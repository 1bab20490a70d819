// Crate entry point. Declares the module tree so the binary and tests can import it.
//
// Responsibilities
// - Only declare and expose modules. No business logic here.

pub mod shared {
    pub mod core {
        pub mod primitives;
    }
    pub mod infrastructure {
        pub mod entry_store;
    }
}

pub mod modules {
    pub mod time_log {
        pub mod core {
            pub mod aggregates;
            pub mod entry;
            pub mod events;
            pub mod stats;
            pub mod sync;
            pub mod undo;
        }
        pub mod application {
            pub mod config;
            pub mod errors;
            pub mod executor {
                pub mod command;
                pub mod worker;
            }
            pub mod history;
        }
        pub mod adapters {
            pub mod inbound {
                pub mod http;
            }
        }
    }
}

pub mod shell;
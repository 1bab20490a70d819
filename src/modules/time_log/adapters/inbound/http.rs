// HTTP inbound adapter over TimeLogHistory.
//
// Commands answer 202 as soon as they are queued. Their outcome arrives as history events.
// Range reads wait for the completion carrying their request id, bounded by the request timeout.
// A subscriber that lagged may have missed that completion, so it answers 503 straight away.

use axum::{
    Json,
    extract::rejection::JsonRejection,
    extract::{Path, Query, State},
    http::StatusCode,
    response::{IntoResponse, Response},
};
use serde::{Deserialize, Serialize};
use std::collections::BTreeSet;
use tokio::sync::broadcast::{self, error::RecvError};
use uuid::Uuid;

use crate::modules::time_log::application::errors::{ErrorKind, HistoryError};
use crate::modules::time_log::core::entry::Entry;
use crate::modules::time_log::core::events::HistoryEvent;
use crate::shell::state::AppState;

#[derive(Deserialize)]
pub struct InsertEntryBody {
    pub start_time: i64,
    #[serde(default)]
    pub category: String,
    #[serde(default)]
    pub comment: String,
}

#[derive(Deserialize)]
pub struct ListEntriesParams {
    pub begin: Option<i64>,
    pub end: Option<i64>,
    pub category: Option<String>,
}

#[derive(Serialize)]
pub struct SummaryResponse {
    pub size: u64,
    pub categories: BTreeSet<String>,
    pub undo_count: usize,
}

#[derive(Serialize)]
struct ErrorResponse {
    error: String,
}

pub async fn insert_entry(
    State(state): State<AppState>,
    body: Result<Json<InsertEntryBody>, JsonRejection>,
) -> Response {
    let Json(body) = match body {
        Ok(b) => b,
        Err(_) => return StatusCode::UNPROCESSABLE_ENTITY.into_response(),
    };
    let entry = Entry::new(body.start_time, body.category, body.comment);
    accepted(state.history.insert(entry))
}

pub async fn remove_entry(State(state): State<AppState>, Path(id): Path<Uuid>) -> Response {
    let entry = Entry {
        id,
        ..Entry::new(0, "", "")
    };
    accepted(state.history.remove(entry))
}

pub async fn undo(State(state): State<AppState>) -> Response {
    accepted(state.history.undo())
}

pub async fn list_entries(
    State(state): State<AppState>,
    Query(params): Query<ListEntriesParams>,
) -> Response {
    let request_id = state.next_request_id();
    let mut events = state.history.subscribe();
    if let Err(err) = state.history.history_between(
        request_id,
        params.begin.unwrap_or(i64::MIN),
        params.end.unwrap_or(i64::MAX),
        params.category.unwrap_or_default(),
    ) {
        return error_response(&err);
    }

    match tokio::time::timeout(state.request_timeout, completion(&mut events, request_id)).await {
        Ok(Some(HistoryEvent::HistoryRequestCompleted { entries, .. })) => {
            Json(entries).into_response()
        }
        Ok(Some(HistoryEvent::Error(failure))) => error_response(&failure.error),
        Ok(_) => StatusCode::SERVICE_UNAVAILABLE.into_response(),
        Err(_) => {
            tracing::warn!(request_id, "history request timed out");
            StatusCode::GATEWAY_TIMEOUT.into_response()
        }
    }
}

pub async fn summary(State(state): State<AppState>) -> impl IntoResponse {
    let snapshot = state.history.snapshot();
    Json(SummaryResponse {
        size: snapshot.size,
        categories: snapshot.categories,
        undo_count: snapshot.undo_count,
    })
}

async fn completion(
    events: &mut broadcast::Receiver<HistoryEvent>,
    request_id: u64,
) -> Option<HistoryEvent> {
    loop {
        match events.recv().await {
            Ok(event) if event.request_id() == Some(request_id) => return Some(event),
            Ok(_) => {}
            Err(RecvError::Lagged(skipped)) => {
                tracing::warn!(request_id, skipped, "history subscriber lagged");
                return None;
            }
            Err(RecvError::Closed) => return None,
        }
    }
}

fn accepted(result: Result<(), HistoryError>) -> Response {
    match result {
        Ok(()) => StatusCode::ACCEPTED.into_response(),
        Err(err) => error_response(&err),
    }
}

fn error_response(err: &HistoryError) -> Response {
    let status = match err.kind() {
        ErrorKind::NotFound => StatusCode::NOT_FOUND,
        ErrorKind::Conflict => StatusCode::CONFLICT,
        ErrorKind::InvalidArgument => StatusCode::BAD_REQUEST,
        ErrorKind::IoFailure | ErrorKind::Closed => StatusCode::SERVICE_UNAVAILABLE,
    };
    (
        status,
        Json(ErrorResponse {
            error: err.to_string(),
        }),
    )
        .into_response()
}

▶ [EXERCISE AIM]: Give back the entries above precisely as they appear.

▶ [SOLUTION FOR THIS PROBLEM]:
repository 1bab20490a70d819
// Crate entry point. Declares the module tree so the binary and tests can import it.
//
// Responsibilities
// - Only declare and expose modules. No business logic here.

pub mod shared {
    pub mod core {
        pub mod primitives;
    }
    pub mod infrastructure {
        pub mod entry_store;
    }
}

pub mod modules {
    pub mod time_log {
        pub mod core {
            pub mod aggregates;
            pub mod entry;
            pub mod events;
            pub mod stats;
            pub mod sync;
            pub mod undo;
        }
        pub mod application {
            pub mod config;
            pub mod errors;
            pub mod executor {
                pub mod command;
                pub mod worker;
            }
            pub mod history;
        }
        pub mod adapters {
            pub mod inbound {
                pub mod http;
            }
        }
    }
}

pub mod shell;
repository 1bab20490a70d819
filename src/modules/time_log/adapters/inbound/http.rs
// HTTP inbound adapter over TimeLogHistory.
//
// Commands answer 202 as soon as they are queued. Their outcome arrives as history events.
// Range reads wait for the completion carrying their request id, bounded by the request timeout.
// A subscriber that lagged may have missed that completion, so it answers 503 straight away.

use axum::{
    Json,
    extract::rejection::JsonRejection,
    extract::{Path, Query, State},
    http::StatusCode,
    response::{IntoResponse, Response},
};
use serde::{Deserialize, Serialize};
use std::collections::BTreeSet;
use tokio::sync::broadcast::{self, error::RecvError};
use uuid::Uuid;

use crate::modules::time_log::application::errors::{ErrorKind, HistoryError};
use crate::modules::time_log::core::entry::Entry;
use crate::modules::time_log::core::events::HistoryEvent;
use crate::shell::state::AppState;

#[derive(Deserialize)]
pub struct InsertEntryBody {
    pub start_time: i64,
    #[serde(default)]
    pub category: String,
    #[serde(default)]
    pub comment: String,
}

#[derive(Deserialize)]
pub struct ListEntriesParams {
    pub begin: Option<i64>,
    pub end: Option<i64>,
    pub category: Option<String>,
}

#[derive(Serialize)]
pub struct SummaryResponse {
    pub size: u64,
    pub categories: BTreeSet<String>,
    pub undo_count: usize,
}

#[derive(Serialize)]
struct ErrorResponse {
    error: String,
}

pub async fn insert_entry(
    State(state): State<AppState>,
    body: Result<Json<InsertEntryBody>, JsonRejection>,
) -> Response {
    let Json(body) = match body {
        Ok(b) => b,
        Err(_) => return StatusCode::UNPROCESSABLE_ENTITY.into_response(),
    };
    let entry = Entry::new(body.start_time, body.category, body.comment);
    accepted(state.history.insert(entry))
}

pub async fn remove_entry(State(state): State<AppState>, Path(id): Path<Uuid>) -> Response {
    let entry = Entry {
        id,
        ..Entry::new(0, "", "")
    };
    accepted(state.history.remove(entry))
}

pub async fn undo(State(state): State<AppState>) -> Response {
    accepted(state.history.undo())
}

pub async fn list_entries(
    State(state): State<AppState>,
    Query(params): Query<ListEntriesParams>,
) -> Response {
    let request_id = state.next_request_id();
    let mut events = state.history.subscribe();
    if let Err(err) = state.history.history_between(
        request_id,
        params.begin.unwrap_or(i64::MIN),
        params.end.unwrap_or(i64::MAX),
        params.category.unwrap_or_default(),
    ) {
        return error_response(&err);
    }

    match tokio::time::timeout(state.request_timeout, completion(&mut events, request_id)).await {
        Ok(Some(HistoryEvent::HistoryRequestCompleted { entries, .. })) => {
            Json(entries).into_response()
        }
        Ok(Some(HistoryEvent::Error(failure))) => error_response(&failure.error),
        Ok(_) => StatusCode::SERVICE_UNAVAILABLE.into_response(),
        Err(_) => {
            tracing::warn!(request_id, "history request timed out");
            StatusCode::GATEWAY_TIMEOUT.into_response()
        }
    }
}

pub async fn summary(State(state): State<AppState>) -> impl IntoResponse {
    let snapshot = state.history.snapshot();
    Json(SummaryResponse {
        size: snapshot.size,
        categories: snapshot.categories,
        undo_count: snapshot.undo_count,
    })
}

async fn completion(
    events: &mut broadcast::Receiver<HistoryEvent>,
    request_id: u64,
) -> Option<HistoryEvent> {
    loop {
        match events.recv().await {
            Ok(event) if event.request_id() == Some(request_id) => return Some(event),
            Ok(_) => {}
            Err(RecvError::Lagged(skipped)) => {
                tracing::warn!(request_id, skipped, "history subscriber lagged");
                return None;
            }
            Err(RecvError::Closed) => return None,
        }
    }
}

fn accepted(result: Result<(), HistoryError>) -> Response {
    match result {
        Ok(()) => StatusCode::ACCEPTED.into_response(),
        Err(err) => error_response(&err),
    }
}

fn error_response(err: &HistoryError) -> Response {
    let status = match err.kind() {
        ErrorKind::NotFound => StatusCode::NOT_FOUND,
        ErrorKind::Conflict => StatusCode::CONFLICT,
        ErrorKind::InvalidArgument => StatusCode::BAD_REQUEST,
        ErrorKind::IoFailure | ErrorKind::Closed => StatusCode::SERVICE_UNAVAILABLE,
    };
    (
        status,
        Json(ErrorResponse {
            error: err.to_string(),
        }),
    )
        .into_response()
}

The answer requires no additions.